ASSIGNMENT: Among the lines below, tally those that contain "SocketAddr" and respond with the total only.

(Extracted records)
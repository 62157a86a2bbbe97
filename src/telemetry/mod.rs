//! Telemetry module
//!
//! Structured logging and Prometheus metrics

mod logging;
mod metrics;

pub use self::logging::{init_logging, LogFormat};
pub use self::metrics::{
    increment, increment_by, record_latency, set_gauge, CounterMetric, GaugeMetric, LatencyMetric,
};

use crate::config::TelemetryConfig;
use metrics_exporter_prometheus::PrometheusBuilder;
use std::net::{Ipv4Addr, SocketAddr};

/// Initialize all telemetry subsystems
///
/// Must run inside a Tokio runtime when a metrics port is configured.
pub fn init_telemetry(config: &TelemetryConfig) -> anyhow::Result<()> {
    init_logging(&config.log_level, config.log_format)?;

    if let Some(port) = config.metrics_port {
        let addr = SocketAddr::from((Ipv4Addr::UNSPECIFIED, port));
        PrometheusBuilder::new()
            .with_http_listener(addr)
            .install()
            .map_err(|e| anyhow::anyhow!("Failed to start metrics exporter: {}", e))?;
        tracing::info!(%addr, "Prometheus exporter listening");
    }

    Ok(())
}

OUTPUT FOR THIS EXERCISE: 2